An agreement by the International Maritime Organization (IMO) targeting a cut in carbon dioxide (CO2) emissions from the shipping sector of 50% by 2050 looks “rather ambitious”, according to a recent market report by oil & gas market independent research firm JBC Energy.
“There might still be a long time to reach the goal, but there is no obvious path to completion,” it says.
The report, citing internal calculations, says a switch to using liquefied natural gas (LNG) as marine fuel which has a CO2 emission factor of approximately 27% lower than fuel oil will not by itself be enough to meet IMO’s goal by 2050.
“Assuming the extreme case that the entire shipping fleet switches to LNG, while the global energy demand from shipping continues to rise steadily, a significant reduction of CO2 emissions is achieved,” it notes.

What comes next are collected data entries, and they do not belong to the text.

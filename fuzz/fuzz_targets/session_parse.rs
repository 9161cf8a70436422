#![no_main]

use agbridge_session::{ContextBuilder, FormatVersion, SessionParser};
use libfuzzer_sys::fuzz_target;

fuzz_target!(|data: &[u8]| {
    let parsed = SessionParser::new().parse_bytes(data, "fuzz");
    if parsed.version == FormatVersion::Unparsable {
        assert!(parsed.partial);
    }
    for reference in &parsed.completed {
        assert!(parsed.plan_steps.iter().any(|step| step.index == *reference));
    }
    let builder = ContextBuilder::default();
    assert_eq!(builder.build(&parsed), builder.build(&parsed));
});
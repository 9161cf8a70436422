//! Command-line argument models for the agbridge binary.
//!
//! Every flag has an `AGBRIDGE_*` environment fallback so the bridge can be
//! configured from a shell profile.

pub mod cli_args;
pub mod cli_types;

pub use cli_args::{join_prompt, Cli, Command, SessionsCommand, DEFAULT_API_BASE, DEFAULT_MODEL};
pub use cli_types::*;
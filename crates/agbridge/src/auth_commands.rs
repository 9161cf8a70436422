use std::io::{BufRead, Write};

use agbridge_core::current_unix_timestamp;
use agbridge_provider::{is_valid_at, CredentialStore, OAuthCredentials, OAuthFlow};
use anyhow::{anyhow, bail, Result};

const LOGIN_HINT: &str = "run 'agbridge login'";

/// The requested account, else the active one, else the only stored one.
pub(crate) fn resolve_account(store: &CredentialStore, requested: Option<&str>) -> Result<String> {
    if let Some(account) = requested.map(str::trim).filter(|account| !account.is_empty()) {
        return Ok(account.to_string());
    }
    if let Some(active) = store.active_account() {
        return Ok(active);
    }
    let accounts = store.accounts()?;
    match accounts.as_slice() {
        [only] => Ok(only.clone()),
        [] => bail!("not signed in; {LOGIN_HINT}"),
        _ => bail!(
            "several accounts are stored ({}); pass --account",
            accounts.join(", ")
        ),
    }
}

fn read_pasted_input(authorization_url: &str) -> std::io::Result<String> {
    eprintln!("Open this URL on any machine with a browser and sign in:\n\n  {authorization_url}\n");
    eprintln!("Then paste the full redirect URL (or just the code) here and press Enter:");
    let mut line = String::new();
    std::io::stdin().lock().read_line(&mut line)?;
    Ok(line)
}

pub(crate) async fn execute_login(
    flow: &OAuthFlow,
    headless: bool,
    out: &mut impl Write,
) -> Result<()> {
    if flow.config().client_id.trim().is_empty() {
        bail!("no OAuth client id configured; set --oauth-client-id or AGBRIDGE_OAUTH_CLIENT_ID");
    }
    let result = if headless {
        flow.start_headless_auth_flow(read_pasted_input).await
    } else {
        flow.start_auth_flow(|prompt| {
            eprintln!(
                "Open this URL in a browser to sign in (waiting on {}):\n\n  {}\n",
                prompt.listening_on, prompt.url
            );
        })
        .await
    };
    match result {
        Ok(credentials) => {
            writeln!(out, "signed in as {}", credentials.email)?;
            Ok(())
        }
        Err(error) => {
            tracing::warn!(error = %error, "login failed");
            Err(anyhow!(error.user_message()))
        }
    }
}

pub(crate) async fn execute_logout(
    flow: &OAuthFlow,
    account: Option<&str>,
    out: &mut impl Write,
) -> Result<()> {
    let email = resolve_account(flow.store(), account)?;
    let Some(credentials) = flow.store().load(&email) else {
        flow.store().delete(&email)?;
        writeln!(out, "no readable credentials for {email}; nothing to revoke")?;
        return Ok(());
    };
    let revoked = flow
        .revoke_token(&credentials)
        .await
        .map_err(|error| anyhow!("failed to remove credentials for {email}: {error}"))?;
    if revoked {
        writeln!(out, "signed out {email}")?;
    } else {
        writeln!(
            out,
            "signed out {email} (remote revocation failed; local credentials were removed)"
        )?;
    }
    Ok(())
}

fn describe_remaining(seconds: u64) -> String {
    match seconds {
        0..=59 => format!("{seconds}s"),
        60..=3_599 => format!("{}m", seconds / 60),
        _ => format!("{}h {}m", seconds / 3_600, (seconds % 3_600) / 60),
    }
}

pub(crate) fn describe_token(credentials: &OAuthCredentials, now_unix: u64) -> String {
    if is_valid_at(credentials, now_unix) {
        return format!(
            "valid, expires in {}",
            describe_remaining(credentials.expires_unix.saturating_sub(now_unix))
        );
    }
    if credentials.refresh_token.is_some() {
        "expiring; it will be refreshed on the next send".to_string()
    } else {
        format!("expired; {LOGIN_HINT}")
    }
}

pub(crate) fn execute_status(
    store: &CredentialStore,
    account: Option<&str>,
    out: &mut impl Write,
) -> Result<()> {
    writeln!(out, "config dir: {}", store.config_dir().display())?;
    match store.key_source_kind() {
        Ok(kind) => writeln!(out, "key source: {}", kind.as_str())?,
        Err(error) => writeln!(out, "key source: unavailable ({error:#})")?,
    }
    let email = match resolve_account(store, account) {
        Ok(email) => email,
        Err(error) => {
            writeln!(out, "account: {error}")?;
            return Ok(());
        }
    };
    match store.load(&email) {
        Some(credentials) => {
            writeln!(out, "account: {email}")?;
            writeln!(
                out,
                "access token: {}",
                describe_token(&credentials, current_unix_timestamp())
            )?;
        }
        None => writeln!(out, "account: {email} (no readable credentials; {LOGIN_HINT})")?,
    }
    Ok(())
}

/// Loads the account's credentials and refreshes them when they are close to
/// expiry.
pub(crate) async fn load_valid_credentials(
    flow: &OAuthFlow,
    account: Option<&str>,
) -> Result<OAuthCredentials> {
    let email = resolve_account(flow.store(), account)?;
    let credentials = flow
        .store()
        .load(&email)
        .ok_or_else(|| anyhow!("no readable credentials for {email}; {LOGIN_HINT}"))?;
    flow.ensure_valid(&credentials).await.map_err(|error| {
        tracing::warn!(error = %error, email = %email, "credential refresh failed");
        anyhow!(error.user_message())
    })
}

#[cfg(test)]
mod tests {
    use std::sync::Arc;

    use agbridge_provider::{
        CredentialStore, KeySource, KeySourcePreference, OAuthConfig, OAuthCredentials, OAuthFlow,
    };
    use httpmock::prelude::*;
    use tempfile::TempDir;

    use super::{
        describe_token, execute_logout, execute_status, load_valid_credentials, resolve_account,
    };

    fn store_in(dir: &TempDir) -> Arc<CredentialStore> {
        let key_source =
            KeySource::new(dir.path(), KeySourcePreference::Derived).with_iterations(10);
        Arc::new(CredentialStore::with_key_source(dir.path(), key_source))
    }

    fn credentials(email: &str, expires_unix: u64, refresh: Option<&str>) -> OAuthCredentials {
        OAuthCredentials {
            access_token: "ya29.token".to_string(),
            refresh_token: refresh.map(ToString::to_string),
            expires_unix,
            email: email.to_string(),
        }
    }

    #[test]
    fn unit_resolve_account_prefers_flag_then_active_then_single() {
        let dir = TempDir::new().expect("tempdir");
        let store = store_in(&dir);
        assert!(resolve_account(&store, None).is_err());

        store
            .store("a@example.com", &credentials("a@example.com", 10, None))
            .expect("store a");
        assert_eq!(resolve_account(&store, None).expect("single"), "a@example.com");

        store
            .store("b@example.com", &credentials("b@example.com", 10, None))
            .expect("store b");
        let error = resolve_account(&store, None).expect_err("ambiguous");
        assert!(error.to_string().contains("--account"));

        store.set_active_account("b@example.com").expect("active");
        assert_eq!(resolve_account(&store, None).expect("active"), "b@example.com");
        assert_eq!(
            resolve_account(&store, Some(" a@example.com ")).expect("flag"),
            "a@example.com"
        );
    }

    #[test]
    fn unit_token_description_covers_valid_refreshable_and_dead() {
        let now = 1_700_000_000;
        assert_eq!(
            describe_token(&credentials("x", now + 7_200, None), now),
            "valid, expires in 2h 0m"
        );
        assert!(describe_token(&credentials("x", now + 60, Some("r")), now).contains("refreshed"));
        assert!(describe_token(&credentials("x", now - 1, None), now).contains("agbridge login"));
    }

    #[test]
    fn functional_status_reports_account_and_key_source() {
        let dir = TempDir::new().expect("tempdir");
        let store = store_in(&dir);
        let expires = agbridge_core::current_unix_timestamp() + 3_600;
        store
            .store("dev@example.com", &credentials("dev@example.com", expires, None))
            .expect("store");
        store.set_active_account("dev@example.com").expect("active");

        let mut out = Vec::new();
        execute_status(&store, None, &mut out).expect("status");
        let text = String::from_utf8(out).expect("utf8");
        assert!(text.contains("key source: machine-derived key (fallback)"));
        assert!(text.contains("account: dev@example.com"));
        assert!(text.contains("access token: valid"));
        assert!(!text.contains("ya29.token"));
    }

    #[tokio::test]
    async fn functional_logout_removes_credentials_even_if_revoke_fails() {
        let server = MockServer::start();
        let revoke = server.mock(|when, then| {
            when.method(POST).path("/revoke");
            then.status(503);
        });
        let dir = TempDir::new().expect("tempdir");
        let store = store_in(&dir);
        store
            .store("dev@example.com", &credentials("dev@example.com", 10, Some("1//r")))
            .expect("store");
        store.set_active_account("dev@example.com").expect("active");
        let mut config = OAuthConfig::new("client");
        config.revoke_endpoint = server.url("/revoke");
        let flow = OAuthFlow::new(config, store.clone()).expect("flow");

        let mut out = Vec::new();
        execute_logout(&flow, None, &mut out).await.expect("logout");
        revoke.assert();
        assert!(String::from_utf8(out)
            .expect("utf8")
            .contains("remote revocation failed"));
        assert!(store.load("dev@example.com").is_none());
    }

    #[tokio::test]
    async fn regression_failed_refresh_surfaces_login_hint_only() {
        let server = MockServer::start();
        server.mock(|when, then| {
            when.method(POST).path("/token");
            then.status(400).body("invalid_grant: token revoked by admin");
        });
        let dir = TempDir::new().expect("tempdir");
        let store = store_in(&dir);
        store
            .store("dev@example.com", &credentials("dev@example.com", 0, Some("1//r")))
            .expect("store");
        let mut config = OAuthConfig::new("client");
        config.token_endpoint = server.url("/token");
        let flow = OAuthFlow::new(config, store).expect("flow");

        let error = load_valid_credentials(&flow, None)
            .await
            .expect_err("refresh fails");
        let message = error.to_string();
        assert_eq!(
            message,
            "authentication failed; run 'agbridge login' to sign in again"
        );
        assert!(!message.contains("invalid_grant"));
    }
}
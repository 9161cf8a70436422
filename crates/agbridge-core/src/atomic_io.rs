use std::fs::OpenOptions;
use std::io::Write;
use std::path::Path;
use std::sync::atomic::{AtomicU64, Ordering};

use anyhow::{bail, Context, Result};

use crate::time_utils::current_unix_timestamp_ms;

static TEMP_COUNTER: AtomicU64 = AtomicU64::new(1);

/// Creates `dir` (and parents) and restricts it to the owner on unix.
pub fn ensure_private_dir(dir: &Path) -> Result<()> {
    std::fs::create_dir_all(dir).with_context(|| format!("failed to create {}", dir.display()))?;
    #[cfg(unix)]
    {
        use std::os::unix::fs::PermissionsExt;
        std::fs::set_permissions(dir, std::fs::Permissions::from_mode(0o700))
            .with_context(|| format!("failed to restrict permissions on {}", dir.display()))?;
    }
    Ok(())
}

/// Writes bytes using a temp file + rename so readers never observe partial data.
///
/// The parent directory is created owner-only and the file itself is created
/// with mode `0600` before any content is written.
pub fn write_private_atomic(path: &Path, content: &[u8]) -> Result<()> {
    if path.as_os_str().is_empty() {
        bail!("destination path cannot be empty");
    }
    if path.is_dir() {
        bail!("destination path '{}' is a directory", path.display());
    }

    let parent_dir = path
        .parent()
        .filter(|dir| !dir.as_os_str().is_empty())
        .unwrap_or_else(|| Path::new("."));
    ensure_private_dir(parent_dir)?;

    let temp_name = format!(
        ".{}.tmp-{}-{}-{}",
        path.file_name()
            .and_then(|name| name.to_str())
            .unwrap_or("agbridge"),
        std::process::id(),
        current_unix_timestamp_ms(),
        TEMP_COUNTER.fetch_add(1, Ordering::Relaxed)
    );
    let temp_path = parent_dir.join(temp_name);

    let mut options = OpenOptions::new();
    options.write(true).create_new(true);
    #[cfg(unix)]
    {
        use std::os::unix::fs::OpenOptionsExt;
        options.mode(0o600);
    }
    let write_result = options
        .open(&temp_path)
        .and_then(|mut file| {
            file.write_all(content)?;
            file.sync_all()
        })
        .with_context(|| format!("failed to write temporary file {}", temp_path.display()));
    if let Err(error) = write_result {
        let _ = std::fs::remove_file(&temp_path);
        return Err(error);
    }

    std::fs::rename(&temp_path, path).with_context(|| {
        let _ = std::fs::remove_file(&temp_path);
        format!(
            "failed to rename temporary file {} to {}",
            temp_path.display(),
            path.display()
        )
    })?;
    Ok(())
}
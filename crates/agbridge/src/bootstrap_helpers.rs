use tracing::level_filters::LevelFilter;
use tracing_subscriber::EnvFilter;

/// Logs go to stderr so stdout carries only command output and SSE frames.
pub(crate) fn init_tracing() {
    let env_filter = EnvFilter::builder()
        .with_default_directive(LevelFilter::WARN.into())
        .from_env_lossy();

    tracing_subscriber::fmt()
        .with_env_filter(env_filter)
        .with_target(false)
        .with_writer(std::io::stderr)
        .compact()
        .init();
}
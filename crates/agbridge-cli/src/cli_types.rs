use clap::ValueEnum;

use agbridge_provider::KeySourcePreference;

#[derive(Debug, Clone, Copy, PartialEq, Eq, ValueEnum)]
pub enum CliKeySource {
    Auto,
    Keychain,
    Derived,
}

impl From<CliKeySource> for KeySourcePreference {
    fn from(value: CliKeySource) -> Self {
        match value {
            CliKeySource::Auto => KeySourcePreference::Auto,
            CliKeySource::Keychain => KeySourcePreference::Keychain,
            CliKeySource::Derived => KeySourcePreference::Derived,
        }
    }
}
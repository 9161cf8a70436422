//! Foundational low-level utilities shared across agbridge crates.
//!
//! Provides owner-only atomic file writes and time helpers used by the
//! credential store, session discovery, and token expiry checks.

pub mod atomic_io;
pub mod time_utils;

pub use atomic_io::{ensure_private_dir, write_private_atomic};
pub use time_utils::{
    current_unix_timestamp, current_unix_timestamp_ms, expires_within_unix, humanize_age,
};
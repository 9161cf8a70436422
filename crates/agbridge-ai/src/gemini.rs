use std::time::{Duration, Instant};

use serde::Deserialize;
use serde_json::{json, Value};
use tokio::time::sleep;
use tokio_stream::wrappers::ReceiverStream;

use crate::{
    hardening::ToolHardening,
    retry::{is_retryable_error, is_retryable_status, new_request_id, retry_after_ms, RetryPolicy},
    stream::{convert_stream, StreamEvent, StreamTranslator, DEFAULT_STREAM_QUEUE_CAPACITY},
    translate::{from_gemini, to_gemini, translate_system, GeminiContent},
    BridgeAiError, ContentBlock, Message, ToolDefinition,
};

#[derive(Debug, Clone)]
/// Connection settings for the user/model protocol endpoint.
pub struct GeminiConfig {
    pub api_base: String,
    pub request_timeout_ms: u64,
    pub max_retries: usize,
    pub retry_budget_ms: u64,
    pub stream_queue_capacity: usize,
}

impl Default for GeminiConfig {
    fn default() -> Self {
        Self {
            api_base: "https://generativelanguage.googleapis.com/v1beta".to_string(),
            request_timeout_ms: 120_000,
            max_retries: 2,
            retry_budget_ms: 0,
            stream_queue_capacity: DEFAULT_STREAM_QUEUE_CAPACITY,
        }
    }
}

#[derive(Debug, Clone, PartialEq)]
/// A forward-protocol request about to be translated and sent.
pub struct GenerateRequest {
    pub model: String,
    pub messages: Vec<Message>,
    pub tools: Vec<ToolDefinition>,
    pub max_tokens: Option<u32>,
    pub temperature: Option<f32>,
}

impl GenerateRequest {
    pub fn new(model: impl Into<String>, messages: Vec<Message>) -> Self {
        Self {
            model: model.into(),
            messages,
            tools: Vec::new(),
            max_tokens: None,
            temperature: None,
        }
    }
}

#[derive(Debug, Clone)]
pub struct GeminiClient {
    client: reqwest::Client,
    config: GeminiConfig,
    hardening: ToolHardening,
}

impl GeminiClient {
    pub fn new(config: GeminiConfig) -> Result<Self, BridgeAiError> {
        let client = reqwest::Client::builder()
            .timeout(Duration::from_millis(config.request_timeout_ms.max(1)))
            .build()?;
        Ok(Self {
            client,
            config,
            hardening: ToolHardening::default(),
        })
    }

    pub fn with_hardening(mut self, hardening: ToolHardening) -> Self {
        self.hardening = hardening;
        self
    }

    fn endpoint(&self, model: &str, method: &str) -> String {
        format!(
            "{}/models/{model}:{method}",
            self.config.api_base.trim_end_matches('/')
        )
    }

    /// Sends the request and returns the complete reply as a forward message.
    pub async fn generate(
        &self,
        request: &GenerateRequest,
        access_token: &str,
    ) -> Result<Message, BridgeAiError> {
        let body = build_generate_content_body(request, &self.hardening)?;
        let url = self.endpoint(&request.model, "generateContent");
        let response = self.send_with_retries(&url, &[], &body, access_token).await?;
        let raw = response.text().await?;
        let mut message = parse_generate_content_response(&raw)?;
        restore_tool_names(&mut message, &self.hardening);
        Ok(message)
    }

    /// Sends the request and returns the converted event stream.
    ///
    /// Errors before the first byte (status, connection) are returned directly;
    /// later failures arrive as a terminal error event.
    pub async fn stream_generate(
        &self,
        request: &GenerateRequest,
        access_token: &str,
    ) -> Result<ReceiverStream<StreamEvent>, BridgeAiError> {
        let body = build_generate_content_body(request, &self.hardening)?;
        let url = self.endpoint(&request.model, "streamGenerateContent");
        let response = self
            .send_with_retries(&url, &[("alt", "sse")], &body, access_token)
            .await?;
        let translator = StreamTranslator::with_tool_namespace(self.hardening.namespace.clone());
        Ok(convert_stream(
            response.bytes_stream(),
            translator,
            self.config.stream_queue_capacity,
        ))
    }

    async fn send_with_retries(
        &self,
        url: &str,
        query: &[(&str, &str)],
        body: &Value,
        access_token: &str,
    ) -> Result<reqwest::Response, BridgeAiError> {
        if access_token.trim().is_empty() {
            return Err(BridgeAiError::MissingAccessToken);
        }
        let policy = RetryPolicy {
            max_retries: self.config.max_retries,
            budget_ms: self.config.retry_budget_ms,
        };
        let started = Instant::now();
        let mut attempt = 0usize;

        loop {
            let result = self
                .client
                .post(url)
                .bearer_auth(access_token)
                .header("x-agbridge-request-id", new_request_id())
                .header("x-agbridge-retry-attempt", attempt.to_string())
                .query(query)
                .json(body)
                .send()
                .await
                .map_err(BridgeAiError::from);
            let elapsed_ms = started.elapsed().as_millis() as u64;

            match result {
                Ok(response) if response.status().is_success() => return Ok(response),
                Ok(response) => {
                    let status = response.status().as_u16();
                    let retry_after = retry_after_ms(response.headers());
                    let raw = response.text().await.unwrap_or_default();
                    let delay_ms = policy.delay_ms(attempt, retry_after);
                    if is_retryable_status(status) && policy.allows(attempt, elapsed_ms, delay_ms)
                    {
                        tracing::warn!(status, attempt, delay_ms, "retrying provider request");
                        sleep(Duration::from_millis(delay_ms)).await;
                        attempt += 1;
                        continue;
                    }
                    return Err(BridgeAiError::HttpStatus { status, body: raw });
                }
                Err(error) => {
                    let delay_ms = policy.delay_ms(attempt, None);
                    if is_retryable_error(&error) && policy.allows(attempt, elapsed_ms, delay_ms) {
                        tracing::warn!(%error, attempt, delay_ms, "retrying provider request");
                        sleep(Duration::from_millis(delay_ms)).await;
                        attempt += 1;
                        continue;
                    }
                    return Err(error);
                }
            }
        }
    }
}

/// Builds the `generateContent` body: translated contents, the folded and
/// hardened system instruction, hardened tool declarations, and generation
/// settings.
pub fn build_generate_content_body(
    request: &GenerateRequest,
    hardening: &ToolHardening,
) -> Result<Value, BridgeAiError> {
    let mut conversation = to_gemini(&request.messages)?;
    let mut system = conversation.system_text().unwrap_or_default();
    if !request.tools.is_empty() {
        hardening.namespace_history(&mut conversation.contents);
    }
    let mut body = json!({
        "contents": serde_json::to_value(&conversation.contents)?,
    });

    if !request.tools.is_empty() {
        let (tools, hardened_system) = hardening.apply(&request.tools, &system);
        system = hardened_system;
        body["tools"] = json!([{
            "functionDeclarations": tools
                .iter()
                .map(|tool| json!({
                    "name": tool.name,
                    "description": tool.description,
                    "parameters": tool.parameters,
                }))
                .collect::<Vec<_>>(),
        }]);
    }

    if let Some(instruction) = translate_system(&system) {
        body["systemInstruction"] = serde_json::to_value(instruction)?;
    }

    if request.temperature.is_some() || request.max_tokens.is_some() {
        let mut generation_config = json!({});
        if let Some(temperature) = request.temperature {
            generation_config["temperature"] = json!(temperature);
        }
        if let Some(max_tokens) = request.max_tokens {
            generation_config["maxOutputTokens"] = json!(max_tokens);
        }
        body["generationConfig"] = generation_config;
    }

    Ok(body)
}

#[derive(Debug, Deserialize)]
struct GenerateContentResponse {
    candidates: Option<Vec<GenerateContentCandidate>>,
}

#[derive(Debug, Deserialize)]
struct GenerateContentCandidate {
    content: Option<GeminiContent>,
}

fn parse_generate_content_response(raw: &str) -> Result<Message, BridgeAiError> {
    let parsed: GenerateContentResponse = serde_json::from_str(raw)?;
    let content = parsed
        .candidates
        .and_then(|candidates| candidates.into_iter().next())
        .and_then(|candidate| candidate.content)
        .ok_or_else(|| {
            BridgeAiError::InvalidResponse("response contained no candidate content".to_string())
        })?;
    from_gemini(&content)
}

fn restore_tool_names(message: &mut Message, hardening: &ToolHardening) {
    for block in &mut message.content {
        if let ContentBlock::ToolUse { name, .. } = block {
            *name = hardening.restore_name(name).to_string();
        }
    }
}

“However, the scenario remains some 350 million tonnes per annum short of the target.
“Hence, the industry will have to find additional ways to cut CO2 emissions, such as efficiency gains, carbon capture and storage, hybrids, and batteries.”
The development is something the IMO has recognised as it specifically talks about phasing out carbon emissions altogether sooner rather than later, it explains.
“It is likely that LNG will play an important role as soon as the first regulations based on the initial strategy come into force, probably in the middle of the next decade,” it forecasts.
“A lot will depend on the IMO roadmap which will be decided upon in 2023.
“For the oil industry, there is a lot at stake in the long term, as the entire bunker fuels (fuel oil, gasoil, and gasoline) demand of over 5 million b/d would effectively cease to exist.”